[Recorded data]
▼

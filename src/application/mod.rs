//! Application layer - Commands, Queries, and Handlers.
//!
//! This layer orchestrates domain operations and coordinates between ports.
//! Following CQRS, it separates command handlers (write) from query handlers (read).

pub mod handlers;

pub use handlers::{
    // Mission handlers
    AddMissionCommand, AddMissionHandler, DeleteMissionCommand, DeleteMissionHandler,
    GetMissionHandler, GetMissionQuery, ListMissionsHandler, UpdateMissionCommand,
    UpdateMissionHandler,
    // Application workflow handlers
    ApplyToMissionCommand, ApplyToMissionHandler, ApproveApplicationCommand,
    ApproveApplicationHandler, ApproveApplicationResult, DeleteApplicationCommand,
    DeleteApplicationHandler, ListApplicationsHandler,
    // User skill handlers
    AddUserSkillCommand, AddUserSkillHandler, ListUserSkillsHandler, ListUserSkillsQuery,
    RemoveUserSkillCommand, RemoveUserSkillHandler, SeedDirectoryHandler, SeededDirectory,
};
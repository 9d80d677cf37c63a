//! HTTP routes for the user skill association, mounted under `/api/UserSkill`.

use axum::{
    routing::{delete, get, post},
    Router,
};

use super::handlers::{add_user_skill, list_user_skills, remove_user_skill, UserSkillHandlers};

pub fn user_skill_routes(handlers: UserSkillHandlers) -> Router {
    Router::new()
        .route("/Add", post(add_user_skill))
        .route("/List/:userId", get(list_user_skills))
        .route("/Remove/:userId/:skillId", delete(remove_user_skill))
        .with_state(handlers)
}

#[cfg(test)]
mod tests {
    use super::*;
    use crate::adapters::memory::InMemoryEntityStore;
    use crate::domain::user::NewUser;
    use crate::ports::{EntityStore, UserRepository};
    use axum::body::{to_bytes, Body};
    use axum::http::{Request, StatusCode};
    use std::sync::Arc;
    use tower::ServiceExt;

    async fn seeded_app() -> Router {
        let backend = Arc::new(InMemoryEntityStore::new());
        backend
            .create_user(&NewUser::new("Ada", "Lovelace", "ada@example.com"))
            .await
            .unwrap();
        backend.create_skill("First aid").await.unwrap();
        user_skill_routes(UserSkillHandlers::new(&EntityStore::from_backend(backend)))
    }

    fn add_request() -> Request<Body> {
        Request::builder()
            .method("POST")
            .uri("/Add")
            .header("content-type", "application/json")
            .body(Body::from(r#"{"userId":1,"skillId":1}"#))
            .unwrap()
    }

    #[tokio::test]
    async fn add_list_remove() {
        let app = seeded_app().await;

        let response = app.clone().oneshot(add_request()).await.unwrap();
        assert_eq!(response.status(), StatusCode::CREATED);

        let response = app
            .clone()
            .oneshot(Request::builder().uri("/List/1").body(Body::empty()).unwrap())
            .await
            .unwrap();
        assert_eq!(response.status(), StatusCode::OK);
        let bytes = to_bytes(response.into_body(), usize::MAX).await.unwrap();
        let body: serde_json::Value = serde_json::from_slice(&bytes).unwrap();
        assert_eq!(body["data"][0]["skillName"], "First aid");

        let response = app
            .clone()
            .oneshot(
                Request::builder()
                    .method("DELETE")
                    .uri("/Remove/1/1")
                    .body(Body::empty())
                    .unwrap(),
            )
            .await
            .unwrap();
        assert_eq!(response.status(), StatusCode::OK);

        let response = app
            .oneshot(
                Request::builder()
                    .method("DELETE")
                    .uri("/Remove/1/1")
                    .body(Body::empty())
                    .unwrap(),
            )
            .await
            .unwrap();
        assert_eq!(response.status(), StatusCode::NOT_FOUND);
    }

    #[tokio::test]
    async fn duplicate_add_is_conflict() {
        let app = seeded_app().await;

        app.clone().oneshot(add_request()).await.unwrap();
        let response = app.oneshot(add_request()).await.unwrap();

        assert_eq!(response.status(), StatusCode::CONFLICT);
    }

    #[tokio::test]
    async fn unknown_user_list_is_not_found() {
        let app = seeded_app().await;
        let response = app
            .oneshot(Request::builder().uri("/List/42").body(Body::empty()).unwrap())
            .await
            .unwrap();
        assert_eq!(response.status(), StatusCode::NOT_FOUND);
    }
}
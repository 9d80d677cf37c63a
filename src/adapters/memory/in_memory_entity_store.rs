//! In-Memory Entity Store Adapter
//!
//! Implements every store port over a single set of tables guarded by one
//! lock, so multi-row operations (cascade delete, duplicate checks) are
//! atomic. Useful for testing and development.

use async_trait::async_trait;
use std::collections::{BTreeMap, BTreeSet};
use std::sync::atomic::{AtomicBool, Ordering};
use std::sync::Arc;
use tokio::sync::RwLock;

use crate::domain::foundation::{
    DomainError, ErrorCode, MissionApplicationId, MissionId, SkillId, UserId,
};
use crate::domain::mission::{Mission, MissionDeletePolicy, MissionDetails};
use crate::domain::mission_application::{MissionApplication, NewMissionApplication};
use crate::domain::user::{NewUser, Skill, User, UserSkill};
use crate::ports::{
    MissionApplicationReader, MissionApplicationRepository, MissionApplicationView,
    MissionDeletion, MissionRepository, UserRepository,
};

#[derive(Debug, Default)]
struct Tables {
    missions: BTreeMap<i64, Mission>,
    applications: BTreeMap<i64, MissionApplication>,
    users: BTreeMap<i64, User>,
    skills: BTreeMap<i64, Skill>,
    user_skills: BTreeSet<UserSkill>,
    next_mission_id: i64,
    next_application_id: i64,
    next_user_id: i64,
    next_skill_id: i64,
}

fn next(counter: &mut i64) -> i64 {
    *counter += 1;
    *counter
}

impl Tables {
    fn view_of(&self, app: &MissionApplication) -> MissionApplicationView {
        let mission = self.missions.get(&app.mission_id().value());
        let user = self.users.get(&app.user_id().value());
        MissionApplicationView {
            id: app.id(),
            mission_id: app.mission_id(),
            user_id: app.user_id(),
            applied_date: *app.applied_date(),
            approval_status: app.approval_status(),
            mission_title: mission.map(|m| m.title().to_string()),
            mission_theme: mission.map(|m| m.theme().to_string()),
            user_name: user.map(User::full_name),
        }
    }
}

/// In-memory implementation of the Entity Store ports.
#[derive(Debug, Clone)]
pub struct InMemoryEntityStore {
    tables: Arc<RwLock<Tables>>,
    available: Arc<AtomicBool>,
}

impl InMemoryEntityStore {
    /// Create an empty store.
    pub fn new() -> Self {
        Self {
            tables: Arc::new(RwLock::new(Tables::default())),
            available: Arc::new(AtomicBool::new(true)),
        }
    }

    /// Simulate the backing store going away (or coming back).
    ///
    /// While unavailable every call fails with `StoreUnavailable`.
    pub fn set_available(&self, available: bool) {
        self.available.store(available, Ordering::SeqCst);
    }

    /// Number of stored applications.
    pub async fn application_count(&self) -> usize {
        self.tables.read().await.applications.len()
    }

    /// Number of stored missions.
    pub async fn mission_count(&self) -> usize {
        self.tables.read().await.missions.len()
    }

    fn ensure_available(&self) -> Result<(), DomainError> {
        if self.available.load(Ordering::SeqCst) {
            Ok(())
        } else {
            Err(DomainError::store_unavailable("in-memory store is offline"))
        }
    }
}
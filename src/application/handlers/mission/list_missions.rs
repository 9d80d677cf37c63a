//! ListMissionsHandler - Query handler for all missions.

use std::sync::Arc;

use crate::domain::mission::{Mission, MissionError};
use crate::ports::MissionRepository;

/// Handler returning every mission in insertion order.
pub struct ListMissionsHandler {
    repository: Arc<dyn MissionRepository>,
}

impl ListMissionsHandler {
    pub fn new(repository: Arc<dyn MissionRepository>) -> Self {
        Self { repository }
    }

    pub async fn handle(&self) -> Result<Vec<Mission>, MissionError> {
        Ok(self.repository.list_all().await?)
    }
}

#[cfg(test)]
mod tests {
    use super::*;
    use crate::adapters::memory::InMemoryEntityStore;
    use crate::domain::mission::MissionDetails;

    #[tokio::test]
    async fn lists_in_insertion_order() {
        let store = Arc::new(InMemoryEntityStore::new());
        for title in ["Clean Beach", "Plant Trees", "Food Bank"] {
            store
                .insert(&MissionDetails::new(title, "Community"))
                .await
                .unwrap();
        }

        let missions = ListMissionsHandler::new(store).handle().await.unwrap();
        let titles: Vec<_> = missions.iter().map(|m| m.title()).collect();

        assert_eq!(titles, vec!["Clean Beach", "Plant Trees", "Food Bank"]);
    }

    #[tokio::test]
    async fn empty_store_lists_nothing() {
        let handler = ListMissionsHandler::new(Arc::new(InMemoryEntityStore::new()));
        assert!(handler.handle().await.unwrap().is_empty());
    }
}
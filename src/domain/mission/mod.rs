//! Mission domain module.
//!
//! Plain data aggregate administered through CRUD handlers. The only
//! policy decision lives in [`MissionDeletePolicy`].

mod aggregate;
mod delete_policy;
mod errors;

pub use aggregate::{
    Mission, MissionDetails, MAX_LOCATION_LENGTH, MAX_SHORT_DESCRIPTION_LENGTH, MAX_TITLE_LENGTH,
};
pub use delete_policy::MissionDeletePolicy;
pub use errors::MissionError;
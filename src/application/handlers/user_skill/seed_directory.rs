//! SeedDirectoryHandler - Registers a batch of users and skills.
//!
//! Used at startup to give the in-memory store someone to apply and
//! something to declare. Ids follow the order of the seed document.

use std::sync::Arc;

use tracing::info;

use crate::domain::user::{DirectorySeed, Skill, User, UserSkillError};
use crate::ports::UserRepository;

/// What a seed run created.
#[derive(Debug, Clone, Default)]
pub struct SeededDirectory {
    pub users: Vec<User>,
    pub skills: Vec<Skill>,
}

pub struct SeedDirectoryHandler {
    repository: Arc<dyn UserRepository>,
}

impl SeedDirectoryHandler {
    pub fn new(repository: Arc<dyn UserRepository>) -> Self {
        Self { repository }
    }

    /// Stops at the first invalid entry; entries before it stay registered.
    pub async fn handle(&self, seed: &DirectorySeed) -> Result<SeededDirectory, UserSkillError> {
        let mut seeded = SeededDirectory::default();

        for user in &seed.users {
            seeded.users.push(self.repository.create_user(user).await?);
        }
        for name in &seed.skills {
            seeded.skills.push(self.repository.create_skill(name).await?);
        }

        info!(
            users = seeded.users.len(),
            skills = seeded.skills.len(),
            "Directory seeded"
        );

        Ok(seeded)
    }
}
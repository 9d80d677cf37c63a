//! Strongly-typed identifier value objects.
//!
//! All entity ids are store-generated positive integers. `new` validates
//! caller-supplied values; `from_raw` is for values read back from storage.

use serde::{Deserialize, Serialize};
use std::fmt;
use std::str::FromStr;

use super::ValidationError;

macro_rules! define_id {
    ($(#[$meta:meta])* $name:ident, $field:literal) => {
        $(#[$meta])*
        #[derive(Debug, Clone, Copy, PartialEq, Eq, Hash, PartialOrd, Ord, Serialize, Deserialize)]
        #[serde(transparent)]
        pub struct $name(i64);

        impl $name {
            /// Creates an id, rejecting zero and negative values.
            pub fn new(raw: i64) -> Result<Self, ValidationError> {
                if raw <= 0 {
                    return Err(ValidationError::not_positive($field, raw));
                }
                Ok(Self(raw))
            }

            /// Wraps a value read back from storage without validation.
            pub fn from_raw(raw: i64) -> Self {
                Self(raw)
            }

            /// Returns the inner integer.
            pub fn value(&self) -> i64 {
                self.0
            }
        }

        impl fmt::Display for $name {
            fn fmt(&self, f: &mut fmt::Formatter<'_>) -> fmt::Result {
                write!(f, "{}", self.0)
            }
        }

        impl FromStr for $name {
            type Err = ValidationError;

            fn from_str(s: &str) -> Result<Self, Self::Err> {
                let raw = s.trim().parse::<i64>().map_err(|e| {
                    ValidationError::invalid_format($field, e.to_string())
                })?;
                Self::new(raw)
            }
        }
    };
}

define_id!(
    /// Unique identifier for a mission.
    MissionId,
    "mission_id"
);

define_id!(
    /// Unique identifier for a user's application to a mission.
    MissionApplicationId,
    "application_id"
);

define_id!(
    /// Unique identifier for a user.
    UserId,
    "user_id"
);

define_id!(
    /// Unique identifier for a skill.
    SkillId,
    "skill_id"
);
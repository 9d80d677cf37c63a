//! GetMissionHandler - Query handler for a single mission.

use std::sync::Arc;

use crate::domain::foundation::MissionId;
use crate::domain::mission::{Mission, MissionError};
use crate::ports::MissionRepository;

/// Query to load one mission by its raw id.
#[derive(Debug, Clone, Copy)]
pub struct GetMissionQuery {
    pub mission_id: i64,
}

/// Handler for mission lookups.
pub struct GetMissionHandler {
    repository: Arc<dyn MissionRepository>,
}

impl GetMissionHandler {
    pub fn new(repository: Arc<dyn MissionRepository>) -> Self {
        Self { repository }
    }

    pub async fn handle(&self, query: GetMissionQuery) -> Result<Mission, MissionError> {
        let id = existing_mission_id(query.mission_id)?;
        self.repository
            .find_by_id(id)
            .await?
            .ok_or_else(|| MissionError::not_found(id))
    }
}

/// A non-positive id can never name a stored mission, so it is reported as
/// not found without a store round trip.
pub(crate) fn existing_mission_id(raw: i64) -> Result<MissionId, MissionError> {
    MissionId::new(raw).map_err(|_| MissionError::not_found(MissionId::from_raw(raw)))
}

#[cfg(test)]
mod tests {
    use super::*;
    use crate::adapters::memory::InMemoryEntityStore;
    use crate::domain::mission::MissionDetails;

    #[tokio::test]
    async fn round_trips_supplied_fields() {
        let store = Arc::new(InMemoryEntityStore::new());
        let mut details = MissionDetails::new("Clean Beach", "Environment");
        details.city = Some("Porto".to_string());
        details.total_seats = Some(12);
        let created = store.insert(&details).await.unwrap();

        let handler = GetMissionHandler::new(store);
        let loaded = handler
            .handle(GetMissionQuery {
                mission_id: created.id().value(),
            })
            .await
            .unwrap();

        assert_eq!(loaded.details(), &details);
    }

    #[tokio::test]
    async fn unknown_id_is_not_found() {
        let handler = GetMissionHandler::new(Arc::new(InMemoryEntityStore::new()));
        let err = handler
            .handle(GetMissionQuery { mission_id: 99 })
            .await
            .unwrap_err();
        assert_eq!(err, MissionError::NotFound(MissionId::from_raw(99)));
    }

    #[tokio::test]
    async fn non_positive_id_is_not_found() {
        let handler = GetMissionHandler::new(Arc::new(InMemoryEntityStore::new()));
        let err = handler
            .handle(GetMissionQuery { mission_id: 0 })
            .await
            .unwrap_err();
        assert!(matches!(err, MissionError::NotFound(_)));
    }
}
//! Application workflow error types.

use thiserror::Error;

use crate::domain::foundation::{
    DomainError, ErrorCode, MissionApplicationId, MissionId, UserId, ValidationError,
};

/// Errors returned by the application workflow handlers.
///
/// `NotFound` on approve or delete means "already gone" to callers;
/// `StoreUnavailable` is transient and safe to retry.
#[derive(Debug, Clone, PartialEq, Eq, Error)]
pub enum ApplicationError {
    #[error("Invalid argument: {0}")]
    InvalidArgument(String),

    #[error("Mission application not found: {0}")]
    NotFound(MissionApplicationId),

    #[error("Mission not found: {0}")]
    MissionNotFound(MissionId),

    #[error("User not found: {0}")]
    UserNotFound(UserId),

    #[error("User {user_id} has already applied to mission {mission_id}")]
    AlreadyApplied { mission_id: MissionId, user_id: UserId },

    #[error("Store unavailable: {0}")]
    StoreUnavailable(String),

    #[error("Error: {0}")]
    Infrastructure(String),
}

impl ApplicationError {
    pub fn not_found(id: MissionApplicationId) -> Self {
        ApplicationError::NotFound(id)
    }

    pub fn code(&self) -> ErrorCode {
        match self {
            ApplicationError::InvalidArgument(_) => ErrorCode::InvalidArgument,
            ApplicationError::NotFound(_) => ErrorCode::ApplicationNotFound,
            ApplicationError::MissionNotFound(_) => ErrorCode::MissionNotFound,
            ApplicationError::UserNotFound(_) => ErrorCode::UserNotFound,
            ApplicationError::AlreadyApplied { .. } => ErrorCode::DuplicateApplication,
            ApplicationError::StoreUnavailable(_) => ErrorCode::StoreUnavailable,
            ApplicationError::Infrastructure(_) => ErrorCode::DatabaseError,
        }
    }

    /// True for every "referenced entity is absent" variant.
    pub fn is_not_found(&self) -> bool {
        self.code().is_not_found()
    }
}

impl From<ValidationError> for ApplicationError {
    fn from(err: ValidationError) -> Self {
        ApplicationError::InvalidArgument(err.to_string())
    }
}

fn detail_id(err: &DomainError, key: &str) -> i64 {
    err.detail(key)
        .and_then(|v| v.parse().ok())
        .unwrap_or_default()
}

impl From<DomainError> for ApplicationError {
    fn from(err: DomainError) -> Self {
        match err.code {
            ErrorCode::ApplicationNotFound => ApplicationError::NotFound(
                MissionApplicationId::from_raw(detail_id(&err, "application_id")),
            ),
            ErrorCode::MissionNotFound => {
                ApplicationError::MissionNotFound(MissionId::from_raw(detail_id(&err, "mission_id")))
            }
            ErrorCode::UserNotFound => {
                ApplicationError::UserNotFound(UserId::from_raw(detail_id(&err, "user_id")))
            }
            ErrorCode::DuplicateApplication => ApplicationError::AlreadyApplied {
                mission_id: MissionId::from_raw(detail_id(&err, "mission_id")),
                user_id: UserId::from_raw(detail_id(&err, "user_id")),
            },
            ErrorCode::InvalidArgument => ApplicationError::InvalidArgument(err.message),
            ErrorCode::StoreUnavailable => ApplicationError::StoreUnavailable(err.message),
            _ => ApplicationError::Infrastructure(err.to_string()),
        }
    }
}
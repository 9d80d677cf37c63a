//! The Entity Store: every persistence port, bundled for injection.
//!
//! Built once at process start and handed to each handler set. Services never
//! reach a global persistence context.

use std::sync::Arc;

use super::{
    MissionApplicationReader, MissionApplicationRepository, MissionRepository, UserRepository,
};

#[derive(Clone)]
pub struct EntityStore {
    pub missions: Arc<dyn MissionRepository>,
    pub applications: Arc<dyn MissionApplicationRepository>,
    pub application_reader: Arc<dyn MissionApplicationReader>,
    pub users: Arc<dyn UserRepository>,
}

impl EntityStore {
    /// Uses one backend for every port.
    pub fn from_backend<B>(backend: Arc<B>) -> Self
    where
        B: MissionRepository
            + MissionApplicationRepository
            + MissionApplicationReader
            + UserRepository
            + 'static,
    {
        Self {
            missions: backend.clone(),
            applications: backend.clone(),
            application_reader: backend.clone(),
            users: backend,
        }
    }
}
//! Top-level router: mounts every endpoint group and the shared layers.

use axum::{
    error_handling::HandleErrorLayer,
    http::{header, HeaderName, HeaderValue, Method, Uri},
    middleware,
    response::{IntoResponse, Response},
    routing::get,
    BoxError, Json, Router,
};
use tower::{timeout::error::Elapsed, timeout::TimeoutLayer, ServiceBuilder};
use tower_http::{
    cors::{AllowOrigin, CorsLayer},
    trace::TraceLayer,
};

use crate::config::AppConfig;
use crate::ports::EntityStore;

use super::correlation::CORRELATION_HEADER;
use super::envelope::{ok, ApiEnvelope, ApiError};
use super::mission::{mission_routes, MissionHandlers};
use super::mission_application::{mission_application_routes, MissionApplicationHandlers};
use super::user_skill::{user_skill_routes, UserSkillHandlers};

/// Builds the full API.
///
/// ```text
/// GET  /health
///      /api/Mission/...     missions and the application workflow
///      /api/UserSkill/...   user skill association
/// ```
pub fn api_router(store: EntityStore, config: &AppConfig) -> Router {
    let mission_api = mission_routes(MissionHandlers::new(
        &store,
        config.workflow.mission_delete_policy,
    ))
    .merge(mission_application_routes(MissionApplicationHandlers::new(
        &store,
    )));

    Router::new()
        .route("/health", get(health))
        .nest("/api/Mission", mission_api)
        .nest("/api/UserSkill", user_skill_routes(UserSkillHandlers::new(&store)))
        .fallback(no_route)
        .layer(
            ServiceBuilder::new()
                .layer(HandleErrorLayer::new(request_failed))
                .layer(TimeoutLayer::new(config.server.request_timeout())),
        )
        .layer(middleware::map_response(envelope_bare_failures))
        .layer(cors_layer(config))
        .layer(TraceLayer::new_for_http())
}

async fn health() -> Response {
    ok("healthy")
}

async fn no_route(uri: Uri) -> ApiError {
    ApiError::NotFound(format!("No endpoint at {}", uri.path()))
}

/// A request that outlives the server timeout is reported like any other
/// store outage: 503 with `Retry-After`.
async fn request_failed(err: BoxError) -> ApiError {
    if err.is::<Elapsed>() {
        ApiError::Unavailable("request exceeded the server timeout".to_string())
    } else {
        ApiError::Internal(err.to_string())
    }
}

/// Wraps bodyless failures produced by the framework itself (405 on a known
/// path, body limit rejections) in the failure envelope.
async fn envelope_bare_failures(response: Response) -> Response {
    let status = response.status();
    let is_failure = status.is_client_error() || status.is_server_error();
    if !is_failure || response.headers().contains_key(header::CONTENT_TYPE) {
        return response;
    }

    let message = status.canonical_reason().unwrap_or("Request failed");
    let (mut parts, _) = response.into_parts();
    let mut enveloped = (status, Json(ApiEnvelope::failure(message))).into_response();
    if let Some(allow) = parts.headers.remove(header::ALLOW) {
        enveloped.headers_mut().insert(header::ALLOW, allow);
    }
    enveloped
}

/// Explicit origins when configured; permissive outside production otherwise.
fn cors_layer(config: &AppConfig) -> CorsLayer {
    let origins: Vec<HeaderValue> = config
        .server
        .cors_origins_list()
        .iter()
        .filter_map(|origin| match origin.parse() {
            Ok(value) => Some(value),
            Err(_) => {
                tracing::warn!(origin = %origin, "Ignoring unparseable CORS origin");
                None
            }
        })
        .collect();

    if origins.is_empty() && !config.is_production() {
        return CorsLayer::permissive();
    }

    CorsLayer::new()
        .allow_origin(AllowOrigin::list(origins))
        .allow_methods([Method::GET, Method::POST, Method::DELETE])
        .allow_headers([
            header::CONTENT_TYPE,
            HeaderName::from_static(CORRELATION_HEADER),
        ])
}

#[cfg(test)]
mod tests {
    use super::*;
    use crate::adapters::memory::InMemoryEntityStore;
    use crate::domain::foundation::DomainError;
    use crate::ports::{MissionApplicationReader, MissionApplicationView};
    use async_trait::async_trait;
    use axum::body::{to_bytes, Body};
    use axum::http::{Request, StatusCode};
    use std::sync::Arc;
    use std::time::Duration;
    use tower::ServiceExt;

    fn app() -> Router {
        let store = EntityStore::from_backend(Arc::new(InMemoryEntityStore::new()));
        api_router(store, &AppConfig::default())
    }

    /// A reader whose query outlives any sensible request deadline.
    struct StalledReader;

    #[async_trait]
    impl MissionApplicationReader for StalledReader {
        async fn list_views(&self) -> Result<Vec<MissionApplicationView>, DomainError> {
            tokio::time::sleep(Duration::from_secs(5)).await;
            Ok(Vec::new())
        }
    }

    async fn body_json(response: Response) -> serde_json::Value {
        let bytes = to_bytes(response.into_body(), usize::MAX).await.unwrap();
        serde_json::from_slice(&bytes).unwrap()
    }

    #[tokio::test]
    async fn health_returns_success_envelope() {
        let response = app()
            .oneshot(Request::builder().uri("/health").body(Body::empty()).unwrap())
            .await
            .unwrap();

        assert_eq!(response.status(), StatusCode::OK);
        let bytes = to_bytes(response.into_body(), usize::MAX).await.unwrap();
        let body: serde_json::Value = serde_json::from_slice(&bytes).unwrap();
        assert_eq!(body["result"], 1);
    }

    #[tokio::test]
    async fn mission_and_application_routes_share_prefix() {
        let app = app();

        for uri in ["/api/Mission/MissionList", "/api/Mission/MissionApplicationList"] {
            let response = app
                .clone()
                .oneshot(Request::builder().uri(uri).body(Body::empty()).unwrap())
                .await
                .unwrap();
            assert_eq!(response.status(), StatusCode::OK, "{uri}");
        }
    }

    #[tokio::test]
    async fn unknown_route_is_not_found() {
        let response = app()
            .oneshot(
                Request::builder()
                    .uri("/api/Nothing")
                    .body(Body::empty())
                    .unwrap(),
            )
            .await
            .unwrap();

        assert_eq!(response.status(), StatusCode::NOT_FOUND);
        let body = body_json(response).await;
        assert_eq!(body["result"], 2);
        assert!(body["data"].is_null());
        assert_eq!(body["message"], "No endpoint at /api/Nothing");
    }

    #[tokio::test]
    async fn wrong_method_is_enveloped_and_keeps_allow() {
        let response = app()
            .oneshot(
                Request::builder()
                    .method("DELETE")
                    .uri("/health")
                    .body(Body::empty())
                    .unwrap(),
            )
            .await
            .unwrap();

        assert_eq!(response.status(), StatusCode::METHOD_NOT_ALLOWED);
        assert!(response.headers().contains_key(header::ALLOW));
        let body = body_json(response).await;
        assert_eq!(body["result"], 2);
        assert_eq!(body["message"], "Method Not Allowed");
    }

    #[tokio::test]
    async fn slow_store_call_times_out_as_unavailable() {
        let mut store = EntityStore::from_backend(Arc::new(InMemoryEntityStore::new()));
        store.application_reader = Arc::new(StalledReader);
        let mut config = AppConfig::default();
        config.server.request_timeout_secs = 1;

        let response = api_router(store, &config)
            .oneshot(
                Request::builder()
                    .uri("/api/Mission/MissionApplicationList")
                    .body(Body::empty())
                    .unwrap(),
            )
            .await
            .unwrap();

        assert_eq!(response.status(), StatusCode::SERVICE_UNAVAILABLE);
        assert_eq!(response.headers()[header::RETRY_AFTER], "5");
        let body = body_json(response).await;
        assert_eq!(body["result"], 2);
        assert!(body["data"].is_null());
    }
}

▲

== Task requirements ==
Say how many lines above hold "identifier", and nothing else.

== Reply ==
5